Evidence-based examples

Contributors

Dr. S. Rebecca Neusteter

Dr. S. Rebecca Neusteter has dedicated her career to advancing equity in the criminal legal and healthcare systems. She is focused on reducing criminal legal system contact, disparities, and collateral consequences. She works to enhance public safety, civic participation, and opportunities to support health and vitality. She also served as Director of Research, Policy, and Planning for the NYPD and Director of Criminal Justice for the Laura and John Arnold Foundation, now Arnold Ventures.

Emily Perish, MPP

Emily Perish is the Senior Director of Strategy and Development at the University of Chicago Medicine’s Comprehensive Care Program. She joined the team while pursuing her Master’s of Public Policy at the University of Chicago, where she focused on health policy, inequities, and economics. She oversees the research and clinical teams and leads CCP’s expansion and dissemination efforts.

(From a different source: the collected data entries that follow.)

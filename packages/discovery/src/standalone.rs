//! Discovery for an instance that is not part of any cluster.

use std::sync::Arc;

use parking_lot::Mutex;
use relay_core::{
    ClusterView, InstanceDescription, InstanceProperties, PropertyProvider, TopologyError,
    TopologyEventListener, TopologyView,
};
use ulid::Ulid;

use crate::provider::{PropertyProviders, ProviderHandle};
use crate::view_state::{ListenerHandle, ViewStateManager};

/// Topology of a single instance: one cluster whose only member is the
/// local instance, which is also its leader.
///
/// Instance properties come from the registered [`PropertyProvider`]s;
/// every provider change is announced as TOPOLOGY_PROPERTIES_CHANGED.
pub struct StandaloneDiscovery {
    sling_id: String,
    cluster_id: String,
    base_properties: InstanceProperties,
    providers: Mutex<PropertyProviders>,
    views: ViewStateManager,
}

impl StandaloneDiscovery {
    /// Create a discovery service for `sling_id` with a fresh cluster id.
    pub fn new(sling_id: impl Into<String>) -> Self {
        Self {
            sling_id: sling_id.into(),
            cluster_id: Ulid::new().to_string(),
            base_properties: InstanceProperties::new(),
            providers: Mutex::new(PropertyProviders::new()),
            views: ViewStateManager::new(),
        }
    }

    pub fn with_cluster_id(mut self, cluster_id: impl Into<String>) -> Self {
        self.cluster_id = cluster_id.into();
        self
    }

    /// Properties published regardless of providers. Providers override them.
    pub fn with_properties(mut self, properties: InstanceProperties) -> Self {
        self.base_properties = properties;
        self
    }

    pub fn sling_id(&self) -> &str {
        &self.sling_id
    }

    pub fn cluster_id(&self) -> &str {
        &self.cluster_id
    }

    /// Activate and publish the initial view.
    pub fn start(&self) -> Result<(), TopologyError> {
        let providers = self.providers.lock();
        self.views.handle_activated();
        let view = self.build_view(&providers)?;
        self.views.handle_new_view(view);
        tracing::info!(
            "Standalone discovery started for {} (cluster {})",
            self.sling_id,
            self.cluster_id
        );
        Ok(())
    }

    /// Deactivate: listeners are dropped and the view is invalidated.
    pub fn stop(&self) {
        let _providers = self.providers.lock();
        self.views.handle_deactivated();
        tracing::info!("Standalone discovery stopped for {}", self.sling_id);
    }

    pub fn bind(&self, listener: Arc<dyn TopologyEventListener>) -> ListenerHandle {
        self.views.bind(listener)
    }

    pub fn unbind(&self, handle: ListenerHandle) -> bool {
        self.views.unbind(handle)
    }

    /// Register a property provider advertising `names` at `rank`.
    pub fn add_provider(
        &self,
        provider: Arc<dyn PropertyProvider>,
        rank: i32,
        names: Vec<String>,
    ) -> Result<ProviderHandle, TopologyError> {
        let mut providers = self.providers.lock();
        let handle = providers.add(provider, rank, names);
        self.publish_properties(&providers)?;
        Ok(handle)
    }

    /// Change a provider's rank or names.
    pub fn update_provider(
        &self,
        handle: ProviderHandle,
        rank: i32,
        names: Vec<String>,
    ) -> Result<bool, TopologyError> {
        let mut providers = self.providers.lock();
        if !providers.update(handle, rank, names) {
            return Ok(false);
        }
        self.publish_properties(&providers)?;
        Ok(true)
    }

    pub fn remove_provider(&self, handle: ProviderHandle) -> Result<bool, TopologyError> {
        let mut providers = self.providers.lock();
        if !providers.remove(handle) {
            return Ok(false);
        }
        self.publish_properties(&providers)?;
        Ok(true)
    }

    /// Re-read provider values after a provider's answers changed.
    pub fn refresh_properties(&self) -> Result<(), TopologyError> {
        let providers = self.providers.lock();
        self.publish_properties(&providers)
    }

    /// The current topology view.
    pub fn topology(&self) -> Option<Arc<TopologyView>> {
        self.views.topology()
    }

    fn publish_properties(&self, providers: &PropertyProviders) -> Result<(), TopologyError> {
        let view = self.build_view(providers)?;
        self.views.handle_properties_update(view);
        Ok(())
    }

    fn build_view(&self, providers: &PropertyProviders) -> Result<TopologyView, TopologyError> {
        let mut properties = self.base_properties.clone();
        properties.extend(providers.collect());

        let local = InstanceDescription::new(self.sling_id.clone())
            .with_leader(true)
            .with_local(true)
            .with_properties(properties);
        TopologyView::new(vec![ClusterView::new(self.cluster_id.clone(), vec![local])?])
    }
}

Before graduate school, she managed district operations and strategic development within the Illinois House of Representatives and performed independent research about the use of mobile health interventions to improve maternal health outcomes.

Fredrick L. Echols, M.D.

Fredrick L. Echols, M.D. is the Founder and Chief Executive Officer of Population Health and Social Justice Consulting, LLC (PHSJC), a business that helps government and non-government organizations alike address the political and social root causes of inequities by using evidence-informed public health strategies. He provides strategic direction and leadership to advance and facilitate the system-level change necessary to improve health outcomes. Previously, Dr. Echols was the City of St. Louis Director of Health and led the city’s response during the COVID-19 pandemic. He also worked as the Director of Communicable Disease, Emergency Preparedness, and Vector Programs for the St. Louis County Department of Public Health and as the Chief of Communicable Diseases for the Illinois Department of Public Health. His passion for public health extends to conducting research initiatives and working globally to improve health outcomes for vulnerable populations.